Exercise prompt: Provide again, from the entries below, every line from the one containing "repository 2743586f5015c165" through the one containing "fn set(&mut self, key: &str, value: &str) -> Result<()>;", exactly as written, and no other line.

The input:
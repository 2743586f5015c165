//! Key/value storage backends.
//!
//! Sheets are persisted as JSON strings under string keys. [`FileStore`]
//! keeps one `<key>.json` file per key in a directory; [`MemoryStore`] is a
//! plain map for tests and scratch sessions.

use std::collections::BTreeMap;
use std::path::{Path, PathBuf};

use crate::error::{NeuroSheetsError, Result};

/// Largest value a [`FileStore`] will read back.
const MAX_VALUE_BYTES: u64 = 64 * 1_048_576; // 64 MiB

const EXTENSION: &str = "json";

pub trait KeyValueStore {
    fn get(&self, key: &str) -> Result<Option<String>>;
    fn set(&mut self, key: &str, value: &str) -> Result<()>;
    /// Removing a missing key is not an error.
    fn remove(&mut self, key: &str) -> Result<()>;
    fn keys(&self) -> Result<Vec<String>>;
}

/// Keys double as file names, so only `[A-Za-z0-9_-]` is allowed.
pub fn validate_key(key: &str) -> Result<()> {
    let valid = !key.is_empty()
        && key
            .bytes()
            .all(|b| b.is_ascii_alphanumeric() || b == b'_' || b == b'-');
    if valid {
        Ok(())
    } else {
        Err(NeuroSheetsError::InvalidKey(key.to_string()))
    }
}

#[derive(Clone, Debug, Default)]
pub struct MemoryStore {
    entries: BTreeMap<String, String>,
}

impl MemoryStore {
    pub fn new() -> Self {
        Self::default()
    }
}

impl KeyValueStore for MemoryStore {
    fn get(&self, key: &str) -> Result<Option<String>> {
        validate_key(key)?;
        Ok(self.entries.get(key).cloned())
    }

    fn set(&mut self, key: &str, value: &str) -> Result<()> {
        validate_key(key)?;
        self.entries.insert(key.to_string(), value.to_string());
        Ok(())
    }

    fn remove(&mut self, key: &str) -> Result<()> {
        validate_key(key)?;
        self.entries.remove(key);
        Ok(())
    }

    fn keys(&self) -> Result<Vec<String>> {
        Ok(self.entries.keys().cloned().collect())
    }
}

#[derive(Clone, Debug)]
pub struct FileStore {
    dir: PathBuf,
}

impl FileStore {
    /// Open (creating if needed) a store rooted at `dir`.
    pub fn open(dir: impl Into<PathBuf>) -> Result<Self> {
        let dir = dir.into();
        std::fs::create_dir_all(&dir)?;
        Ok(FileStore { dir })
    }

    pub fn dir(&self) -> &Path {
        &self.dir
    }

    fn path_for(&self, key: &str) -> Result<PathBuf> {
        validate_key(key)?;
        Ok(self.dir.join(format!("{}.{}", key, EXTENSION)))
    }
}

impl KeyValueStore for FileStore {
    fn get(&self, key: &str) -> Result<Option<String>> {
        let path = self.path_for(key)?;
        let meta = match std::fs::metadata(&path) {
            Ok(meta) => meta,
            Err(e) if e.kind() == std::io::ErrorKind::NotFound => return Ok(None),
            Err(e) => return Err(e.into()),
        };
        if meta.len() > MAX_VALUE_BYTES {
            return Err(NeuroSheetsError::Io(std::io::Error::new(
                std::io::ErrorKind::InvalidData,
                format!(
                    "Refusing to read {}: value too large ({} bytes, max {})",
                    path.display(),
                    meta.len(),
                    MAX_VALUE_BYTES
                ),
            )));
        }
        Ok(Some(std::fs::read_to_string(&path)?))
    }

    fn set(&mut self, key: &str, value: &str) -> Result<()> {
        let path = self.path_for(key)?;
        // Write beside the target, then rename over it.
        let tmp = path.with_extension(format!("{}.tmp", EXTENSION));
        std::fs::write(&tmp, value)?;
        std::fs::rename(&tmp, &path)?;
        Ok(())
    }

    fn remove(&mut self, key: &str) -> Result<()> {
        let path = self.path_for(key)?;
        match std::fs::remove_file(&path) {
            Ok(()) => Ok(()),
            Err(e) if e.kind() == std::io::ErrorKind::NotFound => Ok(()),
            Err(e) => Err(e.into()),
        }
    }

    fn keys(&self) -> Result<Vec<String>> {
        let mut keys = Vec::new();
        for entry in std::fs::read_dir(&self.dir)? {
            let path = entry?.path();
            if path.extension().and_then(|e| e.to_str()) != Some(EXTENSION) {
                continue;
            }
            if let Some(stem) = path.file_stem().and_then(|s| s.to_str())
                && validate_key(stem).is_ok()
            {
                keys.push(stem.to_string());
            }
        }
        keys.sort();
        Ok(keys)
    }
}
* * *
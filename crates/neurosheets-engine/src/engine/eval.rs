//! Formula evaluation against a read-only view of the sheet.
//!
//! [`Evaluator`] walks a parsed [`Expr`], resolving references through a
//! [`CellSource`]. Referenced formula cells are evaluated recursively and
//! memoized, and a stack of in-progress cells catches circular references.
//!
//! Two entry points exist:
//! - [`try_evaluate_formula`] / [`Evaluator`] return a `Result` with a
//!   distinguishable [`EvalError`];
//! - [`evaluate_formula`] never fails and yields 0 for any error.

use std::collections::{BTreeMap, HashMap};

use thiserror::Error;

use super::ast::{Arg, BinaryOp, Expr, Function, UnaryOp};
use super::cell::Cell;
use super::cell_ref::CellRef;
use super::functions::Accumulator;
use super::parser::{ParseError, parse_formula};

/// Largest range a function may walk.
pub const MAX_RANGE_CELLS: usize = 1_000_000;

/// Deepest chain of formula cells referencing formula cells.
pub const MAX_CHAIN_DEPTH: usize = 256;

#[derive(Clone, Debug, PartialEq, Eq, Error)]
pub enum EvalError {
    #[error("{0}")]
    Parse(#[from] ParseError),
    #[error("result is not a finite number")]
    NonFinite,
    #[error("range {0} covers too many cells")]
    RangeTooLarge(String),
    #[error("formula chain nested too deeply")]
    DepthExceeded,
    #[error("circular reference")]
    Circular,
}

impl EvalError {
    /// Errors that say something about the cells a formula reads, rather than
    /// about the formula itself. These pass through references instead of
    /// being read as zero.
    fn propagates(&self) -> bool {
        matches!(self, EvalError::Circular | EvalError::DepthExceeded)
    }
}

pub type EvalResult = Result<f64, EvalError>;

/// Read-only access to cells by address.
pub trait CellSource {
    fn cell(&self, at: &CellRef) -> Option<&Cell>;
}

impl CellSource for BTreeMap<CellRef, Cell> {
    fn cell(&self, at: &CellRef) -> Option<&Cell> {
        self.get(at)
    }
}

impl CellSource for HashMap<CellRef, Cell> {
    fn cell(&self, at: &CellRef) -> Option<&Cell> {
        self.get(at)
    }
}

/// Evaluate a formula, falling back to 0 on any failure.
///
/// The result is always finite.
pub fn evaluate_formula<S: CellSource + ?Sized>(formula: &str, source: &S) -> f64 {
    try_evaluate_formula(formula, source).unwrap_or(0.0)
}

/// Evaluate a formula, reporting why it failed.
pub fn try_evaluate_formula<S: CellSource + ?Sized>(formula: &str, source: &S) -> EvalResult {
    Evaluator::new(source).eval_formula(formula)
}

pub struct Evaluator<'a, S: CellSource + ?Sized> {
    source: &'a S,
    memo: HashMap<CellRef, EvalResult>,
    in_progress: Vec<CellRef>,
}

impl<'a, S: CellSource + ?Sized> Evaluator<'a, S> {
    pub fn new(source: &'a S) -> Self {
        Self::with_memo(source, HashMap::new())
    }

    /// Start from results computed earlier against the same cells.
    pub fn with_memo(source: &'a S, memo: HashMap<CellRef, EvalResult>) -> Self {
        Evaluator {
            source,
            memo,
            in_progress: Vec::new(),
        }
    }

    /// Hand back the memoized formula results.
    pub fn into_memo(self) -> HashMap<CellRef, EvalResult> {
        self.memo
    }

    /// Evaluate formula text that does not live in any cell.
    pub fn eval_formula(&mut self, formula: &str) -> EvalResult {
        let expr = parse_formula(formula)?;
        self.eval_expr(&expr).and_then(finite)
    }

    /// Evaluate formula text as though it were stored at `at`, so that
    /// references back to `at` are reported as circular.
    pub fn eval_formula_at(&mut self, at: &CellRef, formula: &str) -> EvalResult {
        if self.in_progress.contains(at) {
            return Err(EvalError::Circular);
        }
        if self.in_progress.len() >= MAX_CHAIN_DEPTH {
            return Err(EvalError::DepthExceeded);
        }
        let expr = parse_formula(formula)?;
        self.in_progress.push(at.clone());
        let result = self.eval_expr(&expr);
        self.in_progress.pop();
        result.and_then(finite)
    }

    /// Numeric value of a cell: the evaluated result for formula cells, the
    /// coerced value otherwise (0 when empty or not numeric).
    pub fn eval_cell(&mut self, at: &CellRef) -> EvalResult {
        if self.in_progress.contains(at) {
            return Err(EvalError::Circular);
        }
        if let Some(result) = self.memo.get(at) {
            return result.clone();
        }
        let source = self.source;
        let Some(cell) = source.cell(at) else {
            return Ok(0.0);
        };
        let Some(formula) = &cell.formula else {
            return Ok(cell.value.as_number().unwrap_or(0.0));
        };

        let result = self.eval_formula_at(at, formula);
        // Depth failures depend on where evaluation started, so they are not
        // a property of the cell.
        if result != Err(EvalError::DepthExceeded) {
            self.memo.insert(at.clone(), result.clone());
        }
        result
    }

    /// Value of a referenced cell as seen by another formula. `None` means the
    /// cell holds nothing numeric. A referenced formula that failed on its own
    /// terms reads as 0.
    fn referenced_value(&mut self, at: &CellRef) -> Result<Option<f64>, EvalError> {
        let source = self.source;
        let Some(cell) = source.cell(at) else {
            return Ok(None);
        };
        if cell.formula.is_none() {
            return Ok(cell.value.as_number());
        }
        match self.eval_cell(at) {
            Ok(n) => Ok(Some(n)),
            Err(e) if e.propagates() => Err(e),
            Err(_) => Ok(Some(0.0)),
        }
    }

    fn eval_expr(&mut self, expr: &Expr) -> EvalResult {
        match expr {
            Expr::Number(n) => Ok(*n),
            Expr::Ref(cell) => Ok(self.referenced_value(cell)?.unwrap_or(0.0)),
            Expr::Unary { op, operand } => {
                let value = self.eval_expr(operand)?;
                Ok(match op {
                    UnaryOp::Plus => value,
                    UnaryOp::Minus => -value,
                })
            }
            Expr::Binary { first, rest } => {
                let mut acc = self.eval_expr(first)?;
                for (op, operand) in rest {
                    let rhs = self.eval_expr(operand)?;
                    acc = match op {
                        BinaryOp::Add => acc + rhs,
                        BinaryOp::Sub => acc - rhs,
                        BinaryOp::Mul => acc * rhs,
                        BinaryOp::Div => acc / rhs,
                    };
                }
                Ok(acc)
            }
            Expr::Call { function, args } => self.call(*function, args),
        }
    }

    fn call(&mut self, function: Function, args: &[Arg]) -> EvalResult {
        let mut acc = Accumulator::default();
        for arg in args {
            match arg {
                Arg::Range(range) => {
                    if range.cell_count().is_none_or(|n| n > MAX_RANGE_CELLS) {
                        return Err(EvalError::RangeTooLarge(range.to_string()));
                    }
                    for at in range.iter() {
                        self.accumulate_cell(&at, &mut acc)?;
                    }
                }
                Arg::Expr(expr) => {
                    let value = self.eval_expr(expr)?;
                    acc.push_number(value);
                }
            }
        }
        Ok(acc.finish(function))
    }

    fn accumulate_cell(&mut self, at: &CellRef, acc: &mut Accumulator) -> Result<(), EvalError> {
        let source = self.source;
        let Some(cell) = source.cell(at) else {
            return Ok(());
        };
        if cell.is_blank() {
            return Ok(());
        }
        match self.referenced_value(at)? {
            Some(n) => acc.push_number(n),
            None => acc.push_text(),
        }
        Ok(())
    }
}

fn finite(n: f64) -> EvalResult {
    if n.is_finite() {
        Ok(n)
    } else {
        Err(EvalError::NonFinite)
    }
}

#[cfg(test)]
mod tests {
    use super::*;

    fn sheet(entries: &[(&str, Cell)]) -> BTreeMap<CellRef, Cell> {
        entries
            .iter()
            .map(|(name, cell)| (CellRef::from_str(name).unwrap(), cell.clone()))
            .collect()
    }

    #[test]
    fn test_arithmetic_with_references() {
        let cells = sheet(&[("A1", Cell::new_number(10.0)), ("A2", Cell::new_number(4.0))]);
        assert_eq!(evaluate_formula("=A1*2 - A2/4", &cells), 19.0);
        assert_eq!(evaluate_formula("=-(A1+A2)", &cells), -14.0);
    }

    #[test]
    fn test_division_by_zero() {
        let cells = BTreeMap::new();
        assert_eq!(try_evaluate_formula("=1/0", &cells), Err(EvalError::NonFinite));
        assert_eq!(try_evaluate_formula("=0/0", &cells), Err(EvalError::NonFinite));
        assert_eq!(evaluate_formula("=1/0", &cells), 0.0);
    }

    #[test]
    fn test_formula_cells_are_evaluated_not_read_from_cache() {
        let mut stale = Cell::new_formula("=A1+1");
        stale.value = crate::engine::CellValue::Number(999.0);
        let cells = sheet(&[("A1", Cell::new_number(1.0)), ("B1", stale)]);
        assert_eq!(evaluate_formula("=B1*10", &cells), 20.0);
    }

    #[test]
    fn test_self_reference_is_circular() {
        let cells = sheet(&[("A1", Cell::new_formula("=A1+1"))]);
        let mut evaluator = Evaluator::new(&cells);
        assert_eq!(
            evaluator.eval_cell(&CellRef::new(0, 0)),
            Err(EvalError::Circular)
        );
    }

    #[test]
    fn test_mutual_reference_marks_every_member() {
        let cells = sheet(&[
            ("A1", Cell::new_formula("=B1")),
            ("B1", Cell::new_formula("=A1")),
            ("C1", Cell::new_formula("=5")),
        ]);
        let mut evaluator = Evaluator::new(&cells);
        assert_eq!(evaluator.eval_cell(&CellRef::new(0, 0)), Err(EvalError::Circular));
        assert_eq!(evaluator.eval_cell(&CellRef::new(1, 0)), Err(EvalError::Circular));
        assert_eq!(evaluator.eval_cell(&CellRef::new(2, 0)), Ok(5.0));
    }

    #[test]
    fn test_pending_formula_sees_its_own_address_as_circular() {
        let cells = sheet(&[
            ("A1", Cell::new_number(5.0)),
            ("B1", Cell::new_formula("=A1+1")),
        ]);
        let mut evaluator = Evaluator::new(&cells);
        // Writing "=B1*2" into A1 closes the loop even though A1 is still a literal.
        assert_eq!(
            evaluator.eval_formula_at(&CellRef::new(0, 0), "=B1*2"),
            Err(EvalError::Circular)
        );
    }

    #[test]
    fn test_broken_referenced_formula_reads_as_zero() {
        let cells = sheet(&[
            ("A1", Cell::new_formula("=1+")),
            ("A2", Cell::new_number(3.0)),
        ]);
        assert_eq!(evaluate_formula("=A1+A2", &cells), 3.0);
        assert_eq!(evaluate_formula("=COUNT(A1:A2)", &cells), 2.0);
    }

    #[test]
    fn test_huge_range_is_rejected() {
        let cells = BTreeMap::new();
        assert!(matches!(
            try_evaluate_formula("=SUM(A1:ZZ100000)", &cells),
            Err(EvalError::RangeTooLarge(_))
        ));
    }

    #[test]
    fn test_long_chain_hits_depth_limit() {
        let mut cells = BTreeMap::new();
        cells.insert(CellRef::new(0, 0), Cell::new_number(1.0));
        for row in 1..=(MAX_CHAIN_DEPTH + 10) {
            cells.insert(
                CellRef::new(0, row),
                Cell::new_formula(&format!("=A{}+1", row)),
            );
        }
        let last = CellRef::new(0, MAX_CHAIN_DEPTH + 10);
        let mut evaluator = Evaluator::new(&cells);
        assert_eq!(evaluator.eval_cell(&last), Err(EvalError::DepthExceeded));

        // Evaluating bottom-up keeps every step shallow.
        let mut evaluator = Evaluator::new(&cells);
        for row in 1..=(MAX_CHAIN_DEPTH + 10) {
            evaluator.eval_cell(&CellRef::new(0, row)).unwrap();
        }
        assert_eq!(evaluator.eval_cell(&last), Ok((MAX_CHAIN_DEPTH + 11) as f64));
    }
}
==
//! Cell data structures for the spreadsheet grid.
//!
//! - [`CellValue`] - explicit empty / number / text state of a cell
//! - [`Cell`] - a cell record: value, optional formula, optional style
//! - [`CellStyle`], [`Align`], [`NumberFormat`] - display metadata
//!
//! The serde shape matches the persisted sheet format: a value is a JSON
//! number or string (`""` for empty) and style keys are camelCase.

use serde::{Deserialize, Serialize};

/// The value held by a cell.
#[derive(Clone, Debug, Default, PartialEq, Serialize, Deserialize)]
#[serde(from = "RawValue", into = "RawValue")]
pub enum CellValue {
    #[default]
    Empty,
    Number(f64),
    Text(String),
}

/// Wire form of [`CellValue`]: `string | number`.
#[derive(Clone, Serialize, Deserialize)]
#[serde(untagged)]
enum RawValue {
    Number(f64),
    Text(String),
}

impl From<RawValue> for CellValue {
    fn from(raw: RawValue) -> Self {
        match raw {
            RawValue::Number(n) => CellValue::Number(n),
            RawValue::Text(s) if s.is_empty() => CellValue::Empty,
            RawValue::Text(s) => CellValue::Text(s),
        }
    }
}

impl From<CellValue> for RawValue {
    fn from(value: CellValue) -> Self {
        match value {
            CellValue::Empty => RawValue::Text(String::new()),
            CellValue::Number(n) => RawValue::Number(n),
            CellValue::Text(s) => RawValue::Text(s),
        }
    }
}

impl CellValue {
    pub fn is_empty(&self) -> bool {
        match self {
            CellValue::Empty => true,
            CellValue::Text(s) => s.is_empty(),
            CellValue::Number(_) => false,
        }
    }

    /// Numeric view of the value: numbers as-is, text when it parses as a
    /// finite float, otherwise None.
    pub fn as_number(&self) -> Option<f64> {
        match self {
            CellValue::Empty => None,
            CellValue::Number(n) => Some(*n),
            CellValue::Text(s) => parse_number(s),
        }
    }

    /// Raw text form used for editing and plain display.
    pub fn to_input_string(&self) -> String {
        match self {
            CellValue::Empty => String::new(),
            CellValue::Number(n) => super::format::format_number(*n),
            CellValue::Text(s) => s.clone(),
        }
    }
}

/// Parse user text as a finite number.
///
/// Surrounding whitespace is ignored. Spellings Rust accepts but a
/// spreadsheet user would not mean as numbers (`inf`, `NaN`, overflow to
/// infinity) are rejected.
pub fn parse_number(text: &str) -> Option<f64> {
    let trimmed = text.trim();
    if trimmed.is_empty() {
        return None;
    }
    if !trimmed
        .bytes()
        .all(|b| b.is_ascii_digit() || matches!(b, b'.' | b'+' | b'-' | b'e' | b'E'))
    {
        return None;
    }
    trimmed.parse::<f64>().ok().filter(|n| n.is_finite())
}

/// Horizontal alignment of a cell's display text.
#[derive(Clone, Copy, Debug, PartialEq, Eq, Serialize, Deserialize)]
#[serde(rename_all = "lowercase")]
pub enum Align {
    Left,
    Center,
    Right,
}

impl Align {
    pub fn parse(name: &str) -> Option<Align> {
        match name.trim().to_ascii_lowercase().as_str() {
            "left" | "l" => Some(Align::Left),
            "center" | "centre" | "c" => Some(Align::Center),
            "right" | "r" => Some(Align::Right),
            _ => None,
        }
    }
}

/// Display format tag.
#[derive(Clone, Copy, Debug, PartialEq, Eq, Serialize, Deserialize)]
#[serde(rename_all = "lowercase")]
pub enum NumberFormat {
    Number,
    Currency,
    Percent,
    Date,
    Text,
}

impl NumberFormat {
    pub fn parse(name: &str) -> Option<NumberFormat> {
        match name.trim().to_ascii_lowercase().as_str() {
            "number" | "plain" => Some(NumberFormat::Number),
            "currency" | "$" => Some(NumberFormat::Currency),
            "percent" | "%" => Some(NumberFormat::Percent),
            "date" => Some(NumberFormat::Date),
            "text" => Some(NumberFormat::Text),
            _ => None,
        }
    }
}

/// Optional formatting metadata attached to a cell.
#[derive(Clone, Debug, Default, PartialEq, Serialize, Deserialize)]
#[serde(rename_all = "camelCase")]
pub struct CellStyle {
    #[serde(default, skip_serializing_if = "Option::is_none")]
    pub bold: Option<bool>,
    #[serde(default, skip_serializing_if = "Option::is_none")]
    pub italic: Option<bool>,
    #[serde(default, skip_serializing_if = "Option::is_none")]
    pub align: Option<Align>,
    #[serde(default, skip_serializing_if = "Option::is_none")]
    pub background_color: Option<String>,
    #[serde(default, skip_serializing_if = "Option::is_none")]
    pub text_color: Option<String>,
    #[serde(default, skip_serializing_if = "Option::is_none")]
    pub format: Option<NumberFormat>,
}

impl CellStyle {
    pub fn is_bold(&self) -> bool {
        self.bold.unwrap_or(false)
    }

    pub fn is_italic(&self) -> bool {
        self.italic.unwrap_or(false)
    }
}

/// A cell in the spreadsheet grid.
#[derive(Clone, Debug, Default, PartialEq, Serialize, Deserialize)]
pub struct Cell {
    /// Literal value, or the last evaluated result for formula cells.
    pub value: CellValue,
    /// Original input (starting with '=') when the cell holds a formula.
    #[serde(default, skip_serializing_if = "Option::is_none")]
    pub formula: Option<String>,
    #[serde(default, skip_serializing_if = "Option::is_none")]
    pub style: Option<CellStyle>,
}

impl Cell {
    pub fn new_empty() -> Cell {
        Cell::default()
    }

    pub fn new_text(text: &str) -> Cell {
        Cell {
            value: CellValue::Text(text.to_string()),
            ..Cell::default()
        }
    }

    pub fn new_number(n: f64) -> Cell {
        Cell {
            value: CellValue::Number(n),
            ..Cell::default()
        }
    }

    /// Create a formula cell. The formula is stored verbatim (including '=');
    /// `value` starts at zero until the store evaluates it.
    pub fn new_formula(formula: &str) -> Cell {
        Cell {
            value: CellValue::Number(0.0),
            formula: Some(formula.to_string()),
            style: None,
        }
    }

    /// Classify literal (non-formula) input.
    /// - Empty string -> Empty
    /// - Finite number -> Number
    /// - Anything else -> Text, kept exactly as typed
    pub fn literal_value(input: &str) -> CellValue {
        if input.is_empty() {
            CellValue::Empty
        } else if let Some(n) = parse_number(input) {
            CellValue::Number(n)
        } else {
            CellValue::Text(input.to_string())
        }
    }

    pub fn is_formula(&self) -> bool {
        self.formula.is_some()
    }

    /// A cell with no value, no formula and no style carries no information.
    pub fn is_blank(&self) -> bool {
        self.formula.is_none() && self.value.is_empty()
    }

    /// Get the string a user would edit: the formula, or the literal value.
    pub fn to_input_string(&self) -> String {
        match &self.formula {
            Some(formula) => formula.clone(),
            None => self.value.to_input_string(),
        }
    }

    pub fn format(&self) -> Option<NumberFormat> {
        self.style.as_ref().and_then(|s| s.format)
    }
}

Response to this exercise:
repository 2743586f5015c165
//! Key/value storage backends.
//!
//! Sheets are persisted as JSON strings under string keys. [`FileStore`]
//! keeps one `<key>.json` file per key in a directory; [`MemoryStore`] is a
//! plain map for tests and scratch sessions.

use std::collections::BTreeMap;
use std::path::{Path, PathBuf};

use crate::error::{NeuroSheetsError, Result};

/// Largest value a [`FileStore`] will read back.
const MAX_VALUE_BYTES: u64 = 64 * 1_048_576; // 64 MiB

const EXTENSION: &str = "json";

pub trait KeyValueStore {
    fn get(&self, key: &str) -> Result<Option<String>>;
    fn set(&mut self, key: &str, value: &str) -> Result<()>;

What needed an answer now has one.